//! One-time engine bootstrap
//!
//! The loader verifies each engine build and owns the init thread, spawned
//! once per process. Every engine then runs its own setup on that thread
//! before its first request starts.

use std::sync::atomic::{AtomicBool, Ordering};
use std::sync::mpsc::{self, Sender};
use std::sync::{Arc, Mutex, OnceLock};
use std::thread::{self, JoinHandle, ThreadId};

use super::engine::NetworkEngine;
use super::executor::Task;
use crate::utils::{BootstrapError, lock};

/// Engine version this crate was built against
pub const EXPECTED_ENGINE_VERSION: &str = env!("CARGO_PKG_VERSION");

const INIT_THREAD_NAME: &str = "binix-net-init";

struct InitThread {
    sender: Sender<Task>,
    worker: JoinHandle<()>,
}

/// Process-wide loader state with an explicit init/teardown lifecycle
pub struct LibraryLoader {
    expected_version: String,
    init_thread: Mutex<Option<InitThread>>,
    init_thread_id: Mutex<Option<ThreadId>>,
    initialized: AtomicBool,
}

impl LibraryLoader {
    /// Create a loader expecting the compiled-in engine version
    pub fn new() -> Self {
        Self::with_expected_version(EXPECTED_ENGINE_VERSION)
    }

    /// Create a loader expecting a specific engine version
    pub fn with_expected_version(expected: impl Into<String>) -> Self {
        Self {
            expected_version: expected.into(),
            init_thread: Mutex::new(None),
            init_thread_id: Mutex::new(None),
            initialized: AtomicBool::new(false),
        }
    }

    /// Loader shared by every context that does not bring its own
    pub fn global() -> Arc<LibraryLoader> {
        static GLOBAL: OnceLock<Arc<LibraryLoader>> = OnceLock::new();
        Arc::clone(GLOBAL.get_or_init(|| Arc::new(LibraryLoader::new())))
    }

    pub fn is_initialized(&self) -> bool {
        self.initialized.load(Ordering::Acquire)
    }

    /// Verify the engine build and bring up the init thread.
    /// Safe to call redundantly and concurrently; only the first caller
    /// spawns the thread, but every engine has its version checked.
    pub fn ensure_initialized(
        &self,
        engine: &Arc<dyn NetworkEngine>,
    ) -> Result<(), BootstrapError> {
        self.check_version(engine.as_ref())?;
        if self.is_initialized() {
            return Ok(());
        }
        let mut init_thread = lock(&self.init_thread);
        if self.is_initialized() {
            return Ok(());
        }
        self.init_sender(&mut init_thread)?;
        self.initialized.store(true, Ordering::Release);
        log::debug!("library loader up, expecting engine {}", self.expected_version);
        Ok(())
    }

    /// Run `engine`'s own setup on the init thread and wait for it.
    /// Callers run this once per engine.
    pub fn initialize_engine(&self, engine: &Arc<dyn NetworkEngine>) -> Result<(), BootstrapError> {
        self.ensure_initialized(engine)?;
        if self.on_init_thread() {
            engine.initialize_on_init_thread();
            return Ok(());
        }
        let engine = Arc::clone(engine);
        let (done_tx, done_rx) = mpsc::channel();
        self.post_to_init_thread(Box::new(move || {
            engine.initialize_on_init_thread();
            let _ = done_tx.send(());
        }))?;
        done_rx
            .recv()
            .map_err(|_| BootstrapError::InitThread("engine init did not complete".into()))
    }

    fn check_version(&self, engine: &dyn NetworkEngine) -> Result<(), BootstrapError> {
        let actual = engine.version();
        if actual == self.expected_version {
            return Ok(());
        }
        log::error!(
            "engine version mismatch: expected {}, got {}",
            self.expected_version,
            actual
        );
        Err(BootstrapError::VersionMismatch {
            expected: self.expected_version.clone(),
            actual,
        })
    }

    /// Run `task` on the init thread, inline if already on it
    pub fn post_to_init_thread(&self, task: Task) -> Result<(), BootstrapError> {
        if self.on_init_thread() {
            task();
            return Ok(());
        }
        let sender = self.init_sender(&mut lock(&self.init_thread))?;
        sender
            .send(task)
            .map_err(|_| BootstrapError::InitThread("init thread exited".into()))
    }

    /// Whether the caller is running on the init thread
    pub fn on_init_thread(&self) -> bool {
        *lock(&self.init_thread_id) == Some(thread::current().id())
    }

    /// Stop the init thread and forget the initialization. Queued tasks
    /// still run before the thread exits.
    pub fn shutdown(&self) {
        let taken = lock(&self.init_thread).take();
        self.initialized.store(false, Ordering::Release);
        let Some(InitThread { sender, worker }) = taken else {
            return;
        };
        drop(sender);
        if self.on_init_thread() {
            return;
        }
        if worker.join().is_err() {
            log::warn!("init thread panicked");
        }
        lock(&self.init_thread_id).take();
    }

    fn init_sender(
        &self,
        init_thread: &mut Option<InitThread>,
    ) -> Result<Sender<Task>, BootstrapError> {
        if let Some(existing) = init_thread.as_ref() {
            return Ok(existing.sender.clone());
        }
        let (sender, rx) = mpsc::channel::<Task>();
        let worker = thread::Builder::new()
            .name(INIT_THREAD_NAME.to_string())
            .spawn(move || {
                while let Ok(task) = rx.recv() {
                    task();
                }
            })
            .map_err(|e| BootstrapError::InitThread(e.to_string()))?;
        *lock(&self.init_thread_id) = Some(worker.thread().id());
        *init_thread = Some(InitThread {
            sender: sender.clone(),
            worker,
        });
        Ok(sender)
    }
}

impl Default for LibraryLoader {
    fn default() -> Self {
        Self::new()
    }
}

impl Drop for LibraryLoader {
    fn drop(&mut self) {
        self.shutdown();
    }
}

#[cfg(test)]
mod tests {
    use super::*;
    use crate::network::recording::RecordingEngine;
    use std::time::Duration;

    #[test]
    fn test_init_thread_spawned_once() {
        let loader = LibraryLoader::new();
        let engine: Arc<dyn NetworkEngine> = RecordingEngine::new();

        loader.ensure_initialized(&engine).unwrap();
        let first = *lock(&loader.init_thread_id);
        loader.ensure_initialized(&engine).unwrap();

        assert!(loader.is_initialized());
        assert!(first.is_some());
        assert_eq!(*lock(&loader.init_thread_id), first);
    }

    #[test]
    fn test_each_engine_initializes_on_init_thread() {
        let loader = LibraryLoader::new();
        let first = RecordingEngine::new();
        let second = RecordingEngine::new();
        for recording in [&first, &second] {
            let engine: Arc<dyn NetworkEngine> = recording.clone();
            loader.initialize_engine(&engine).unwrap();
        }
        for recording in [&first, &second] {
            assert_eq!(recording.init_count(), 1);
            assert_eq!(recording.init_thread_name().as_deref(), Some(INIT_THREAD_NAME));
        }
    }

    #[test]
    fn test_concurrent_callers_share_one_init_thread() {
        let loader = Arc::new(LibraryLoader::new());
        let recording = RecordingEngine::new();
        let handles: Vec<_> = (0..8)
            .map(|_| {
                let loader = Arc::clone(&loader);
                let engine: Arc<dyn NetworkEngine> = recording.clone();
                thread::spawn(move || {
                    loader.ensure_initialized(&engine).unwrap();
                    *lock(&loader.init_thread_id)
                })
            })
            .collect();
        let ids: Vec<_> = handles.into_iter().map(|h| h.join().unwrap()).collect();
        assert!(ids[0].is_some());
        assert!(ids.iter().all(|id| *id == ids[0]));
        assert_eq!(recording.init_count(), 0);
    }

    #[test]
    fn test_version_mismatch_fails_fast() {
        let loader = LibraryLoader::with_expected_version("0.0.0-other");
        let recording = RecordingEngine::new();
        let engine: Arc<dyn NetworkEngine> = recording.clone();

        let err = loader.initialize_engine(&engine).unwrap_err();
        assert!(matches!(err, BootstrapError::VersionMismatch { .. }));
        assert!(!loader.is_initialized());
        assert_eq!(recording.init_count(), 0);
    }

    #[test]
    fn test_version_checked_after_loader_is_up() {
        let loader = LibraryLoader::new();
        let good: Arc<dyn NetworkEngine> = RecordingEngine::new();
        let stale: Arc<dyn NetworkEngine> = RecordingEngine::with_version("0.0.0-other");
        loader.ensure_initialized(&good).unwrap();
        let err = loader.initialize_engine(&stale).unwrap_err();
        assert!(matches!(err, BootstrapError::VersionMismatch { .. }));
    }

    #[test]
    fn test_post_to_init_thread_runs_inline_when_nested() {
        let loader = Arc::new(LibraryLoader::new());
        let (tx, rx) = mpsc::channel();
        let inner = Arc::clone(&loader);
        loader
            .post_to_init_thread(Box::new(move || {
                let nested_tx = tx.clone();
                inner
                    .post_to_init_thread(Box::new(move || nested_tx.send("nested").unwrap()))
                    .unwrap();
                tx.send("outer").unwrap();
            }))
            .unwrap();
        let first = rx.recv_timeout(Duration::from_secs(5)).unwrap();
        let second = rx.recv_timeout(Duration::from_secs(5)).unwrap();
        assert_eq!((first, second), ("nested", "outer"));
    }

    #[test]
    fn test_shutdown_resets() {
        let loader = LibraryLoader::new();
        let recording = RecordingEngine::new();
        let engine: Arc<dyn NetworkEngine> = recording.clone();
        loader.initialize_engine(&engine).unwrap();
        loader.shutdown();
        assert!(!loader.is_initialized());
        loader.initialize_engine(&engine).unwrap();
        assert!(loader.is_initialized());
        assert_eq!(recording.init_count(), 2);
    }
}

━━━━━━━━━━━━━━━━

In the listing above, find the line with "assert!(ids[0].is_some());" and the line with "let first = rx.recv_timeout(Duration::from_secs(5)).unwrap();"; set down exactly those two lines and every line between them, nothing more.

        assert!(ids[0].is_some());
        assert!(ids.iter().all(|id| *id == ids[0]));
        assert_eq!(recording.init_count(), 0);
    }

    #[test]
    fn test_version_mismatch_fails_fast() {
        let loader = LibraryLoader::with_expected_version("0.0.0-other");
        let recording = RecordingEngine::new();
        let engine: Arc<dyn NetworkEngine> = recording.clone();

        let err = loader.initialize_engine(&engine).unwrap_err();
        assert!(matches!(err, BootstrapError::VersionMismatch { .. }));
        assert!(!loader.is_initialized());
        assert_eq!(recording.init_count(), 0);
    }

    #[test]
    fn test_version_checked_after_loader_is_up() {
        let loader = LibraryLoader::new();
        let good: Arc<dyn NetworkEngine> = RecordingEngine::new();
        let stale: Arc<dyn NetworkEngine> = RecordingEngine::with_version("0.0.0-other");
        loader.ensure_initialized(&good).unwrap();
        let err = loader.initialize_engine(&stale).unwrap_err();
        assert!(matches!(err, BootstrapError::VersionMismatch { .. }));
    }

    #[test]
    fn test_post_to_init_thread_runs_inline_when_nested() {
        let loader = Arc::new(LibraryLoader::new());
        let (tx, rx) = mpsc::channel();
        let inner = Arc::clone(&loader);
        loader
            .post_to_init_thread(Box::new(move || {
                let nested_tx = tx.clone();
                inner
                    .post_to_init_thread(Box::new(move || nested_tx.send("nested").unwrap()))
                    .unwrap();
                tx.send("outer").unwrap();
            }))
            .unwrap();
        let first = rx.recv_timeout(Duration::from_secs(5)).unwrap();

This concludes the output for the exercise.